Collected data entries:
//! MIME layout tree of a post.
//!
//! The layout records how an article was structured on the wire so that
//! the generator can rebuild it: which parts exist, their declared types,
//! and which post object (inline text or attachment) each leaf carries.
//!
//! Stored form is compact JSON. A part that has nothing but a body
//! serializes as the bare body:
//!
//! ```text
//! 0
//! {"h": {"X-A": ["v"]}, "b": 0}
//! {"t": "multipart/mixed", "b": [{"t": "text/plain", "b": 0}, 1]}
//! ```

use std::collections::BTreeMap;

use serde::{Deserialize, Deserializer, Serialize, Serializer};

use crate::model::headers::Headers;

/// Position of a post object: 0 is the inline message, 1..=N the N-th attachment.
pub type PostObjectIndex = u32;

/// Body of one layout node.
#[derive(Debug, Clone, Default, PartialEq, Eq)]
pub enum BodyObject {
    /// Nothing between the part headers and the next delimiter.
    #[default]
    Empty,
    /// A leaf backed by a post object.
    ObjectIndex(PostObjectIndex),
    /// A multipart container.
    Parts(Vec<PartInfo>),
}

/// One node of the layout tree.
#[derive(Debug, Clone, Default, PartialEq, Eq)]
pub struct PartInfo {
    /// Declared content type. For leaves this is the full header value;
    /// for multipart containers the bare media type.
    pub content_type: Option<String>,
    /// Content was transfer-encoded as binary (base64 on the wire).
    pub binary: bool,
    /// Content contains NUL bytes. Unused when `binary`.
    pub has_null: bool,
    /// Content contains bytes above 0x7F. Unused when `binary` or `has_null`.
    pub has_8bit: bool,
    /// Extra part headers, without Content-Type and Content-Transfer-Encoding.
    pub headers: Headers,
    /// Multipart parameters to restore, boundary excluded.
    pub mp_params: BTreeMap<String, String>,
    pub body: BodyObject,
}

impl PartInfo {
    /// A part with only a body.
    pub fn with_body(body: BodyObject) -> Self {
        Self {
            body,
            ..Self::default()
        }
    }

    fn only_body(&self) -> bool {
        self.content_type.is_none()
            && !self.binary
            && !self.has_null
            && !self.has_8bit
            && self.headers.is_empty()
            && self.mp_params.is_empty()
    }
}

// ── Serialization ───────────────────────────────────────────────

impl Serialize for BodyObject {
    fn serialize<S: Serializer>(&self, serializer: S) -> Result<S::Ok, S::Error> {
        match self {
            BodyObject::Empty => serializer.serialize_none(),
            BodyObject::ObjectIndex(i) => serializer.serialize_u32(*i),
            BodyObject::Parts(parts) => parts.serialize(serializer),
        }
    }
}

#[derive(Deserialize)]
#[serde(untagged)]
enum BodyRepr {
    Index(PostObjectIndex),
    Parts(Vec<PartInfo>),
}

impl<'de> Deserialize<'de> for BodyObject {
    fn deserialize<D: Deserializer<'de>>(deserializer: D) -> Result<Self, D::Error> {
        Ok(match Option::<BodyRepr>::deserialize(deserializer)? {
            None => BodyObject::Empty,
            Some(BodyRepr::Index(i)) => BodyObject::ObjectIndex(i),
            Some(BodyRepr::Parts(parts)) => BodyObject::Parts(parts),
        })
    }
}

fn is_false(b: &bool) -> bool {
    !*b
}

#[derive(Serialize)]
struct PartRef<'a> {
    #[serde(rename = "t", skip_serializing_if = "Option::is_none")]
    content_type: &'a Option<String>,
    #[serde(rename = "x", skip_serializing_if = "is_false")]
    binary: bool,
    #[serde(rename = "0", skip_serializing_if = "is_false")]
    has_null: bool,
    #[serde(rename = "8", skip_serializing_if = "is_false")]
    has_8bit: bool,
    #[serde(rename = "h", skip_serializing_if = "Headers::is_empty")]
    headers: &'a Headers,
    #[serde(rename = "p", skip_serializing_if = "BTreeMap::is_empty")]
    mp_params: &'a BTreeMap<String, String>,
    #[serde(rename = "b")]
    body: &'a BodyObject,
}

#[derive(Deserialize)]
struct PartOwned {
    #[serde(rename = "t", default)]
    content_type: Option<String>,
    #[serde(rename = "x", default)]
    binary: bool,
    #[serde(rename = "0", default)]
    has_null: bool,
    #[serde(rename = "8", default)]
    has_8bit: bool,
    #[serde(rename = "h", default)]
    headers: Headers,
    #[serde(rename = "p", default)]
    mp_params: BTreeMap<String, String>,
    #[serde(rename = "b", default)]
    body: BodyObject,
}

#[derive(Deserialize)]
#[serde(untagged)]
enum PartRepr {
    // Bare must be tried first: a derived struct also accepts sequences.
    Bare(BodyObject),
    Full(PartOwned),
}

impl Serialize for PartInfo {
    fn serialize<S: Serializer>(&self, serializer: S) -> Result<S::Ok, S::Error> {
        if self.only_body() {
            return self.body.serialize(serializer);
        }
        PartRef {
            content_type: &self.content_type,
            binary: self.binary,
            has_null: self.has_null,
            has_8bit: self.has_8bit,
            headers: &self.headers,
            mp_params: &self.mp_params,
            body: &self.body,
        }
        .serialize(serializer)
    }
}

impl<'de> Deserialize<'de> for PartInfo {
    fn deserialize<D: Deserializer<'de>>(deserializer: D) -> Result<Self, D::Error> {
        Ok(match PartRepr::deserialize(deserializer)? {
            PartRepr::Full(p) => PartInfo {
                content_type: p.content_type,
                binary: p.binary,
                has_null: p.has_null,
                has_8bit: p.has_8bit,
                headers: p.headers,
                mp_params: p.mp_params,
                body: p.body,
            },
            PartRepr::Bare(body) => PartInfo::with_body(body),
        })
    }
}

◆ **Work required**
Set down the data exactly.

◆ **Answer to this problem**
//! MIME layout tree of a post.
//!
//! The layout records how an article was structured on the wire so that
//! the generator can rebuild it: which parts exist, their declared types,
//! and which post object (inline text or attachment) each leaf carries.
//!
//! Stored form is compact JSON. A part that has nothing but a body
//! serializes as the bare body:
//!
//! ```text
//! 0
//! {"h": {"X-A": ["v"]}, "b": 0}
//! {"t": "multipart/mixed", "b": [{"t": "text/plain", "b": 0}, 1]}
//! ```

use std::collections::BTreeMap;

use serde::{Deserialize, Deserializer, Serialize, Serializer};

use crate::model::headers::Headers;

/// Position of a post object: 0 is the inline message, 1..=N the N-th attachment.
pub type PostObjectIndex = u32;

/// Body of one layout node.
#[derive(Debug, Clone, Default, PartialEq, Eq)]
pub enum BodyObject {
    /// Nothing between the part headers and the next delimiter.
    #[default]
    Empty,
    /// A leaf backed by a post object.
    ObjectIndex(PostObjectIndex),
    /// A multipart container.
    Parts(Vec<PartInfo>),
}

/// One node of the layout tree.
#[derive(Debug, Clone, Default, PartialEq, Eq)]
pub struct PartInfo {
    /// Declared content type. For leaves this is the full header value;
    /// for multipart containers the bare media type.
    pub content_type: Option<String>,
    /// Content was transfer-encoded as binary (base64 on the wire).
    pub binary: bool,
    /// Content contains NUL bytes. Unused when `binary`.
    pub has_null: bool,
    /// Content contains bytes above 0x7F. Unused when `binary` or `has_null`.
    pub has_8bit: bool,
    /// Extra part headers, without Content-Type and Content-Transfer-Encoding.
    pub headers: Headers,
    /// Multipart parameters to restore, boundary excluded.
    pub mp_params: BTreeMap<String, String>,
    pub body: BodyObject,
}

impl PartInfo {
    /// A part with only a body.
    pub fn with_body(body: BodyObject) -> Self {
        Self {
            body,
            ..Self::default()
        }
    }

    fn only_body(&self) -> bool {
        self.content_type.is_none()
            && !self.binary
            && !self.has_null
            && !self.has_8bit
            && self.headers.is_empty()
            && self.mp_params.is_empty()
    }
}

// ── Serialization ───────────────────────────────────────────────

impl Serialize for BodyObject {
    fn serialize<S: Serializer>(&self, serializer: S) -> Result<S::Ok, S::Error> {
        match self {
            BodyObject::Empty => serializer.serialize_none(),
            BodyObject::ObjectIndex(i) => serializer.serialize_u32(*i),
            BodyObject::Parts(parts) => parts.serialize(serializer),
        }
    }
}

#[derive(Deserialize)]
#[serde(untagged)]
enum BodyRepr {
    Index(PostObjectIndex),
    Parts(Vec<PartInfo>),
}

impl<'de> Deserialize<'de> for BodyObject {
    fn deserialize<D: Deserializer<'de>>(deserializer: D) -> Result<Self, D::Error> {
        Ok(match Option::<BodyRepr>::deserialize(deserializer)? {
            None => BodyObject::Empty,
            Some(BodyRepr::Index(i)) => BodyObject::ObjectIndex(i),
            Some(BodyRepr::Parts(parts)) => BodyObject::Parts(parts),
        })
    }
}

fn is_false(b: &bool) -> bool {
    !*b
}

#[derive(Serialize)]
struct PartRef<'a> {
    #[serde(rename = "t", skip_serializing_if = "Option::is_none")]
    content_type: &'a Option<String>,
    #[serde(rename = "x", skip_serializing_if = "is_false")]
    binary: bool,
    #[serde(rename = "0", skip_serializing_if = "is_false")]
    has_null: bool,
    #[serde(rename = "8", skip_serializing_if = "is_false")]
    has_8bit: bool,
    #[serde(rename = "h", skip_serializing_if = "Headers::is_empty")]
    headers: &'a Headers,
    #[serde(rename = "p", skip_serializing_if = "BTreeMap::is_empty")]
    mp_params: &'a BTreeMap<String, String>,
    #[serde(rename = "b")]
    body: &'a BodyObject,
}

#[derive(Deserialize)]
struct PartOwned {
    #[serde(rename = "t", default)]
    content_type: Option<String>,
    #[serde(rename = "x", default)]
    binary: bool,
    #[serde(rename = "0", default)]
    has_null: bool,
    #[serde(rename = "8", default)]
    has_8bit: bool,
    #[serde(rename = "h", default)]
    headers: Headers,
    #[serde(rename = "p", default)]
    mp_params: BTreeMap<String, String>,
    #[serde(rename = "b", default)]
    body: BodyObject,
}

#[derive(Deserialize)]
#[serde(untagged)]
enum PartRepr {
    // Bare must be tried first: a derived struct also accepts sequences.
    Bare(BodyObject),
    Full(PartOwned),
}

impl Serialize for PartInfo {
    fn serialize<S: Serializer>(&self, serializer: S) -> Result<S::Ok, S::Error> {
        if self.only_body() {
            return self.body.serialize(serializer);
        }
        PartRef {
            content_type: &self.content_type,
            binary: self.binary,
            has_null: self.has_null,
            has_8bit: self.has_8bit,
            headers: &self.headers,
            mp_params: &self.mp_params,
            body: &self.body,
        }
        .serialize(serializer)
    }
}

impl<'de> Deserialize<'de> for PartInfo {
    fn deserialize<D: Deserializer<'de>>(deserializer: D) -> Result<Self, D::Error> {
        Ok(match PartRepr::deserialize(deserializer)? {
            PartRepr::Full(p) => PartInfo {
                content_type: p.content_type,
                binary: p.binary,
                has_null: p.has_null,
                has_8bit: p.has_8bit,
                headers: p.headers,
                mp_params: p.mp_params,
                body: p.body,
            },
            PartRepr::Bare(body) => PartInfo::with_body(body),
        })
    }
}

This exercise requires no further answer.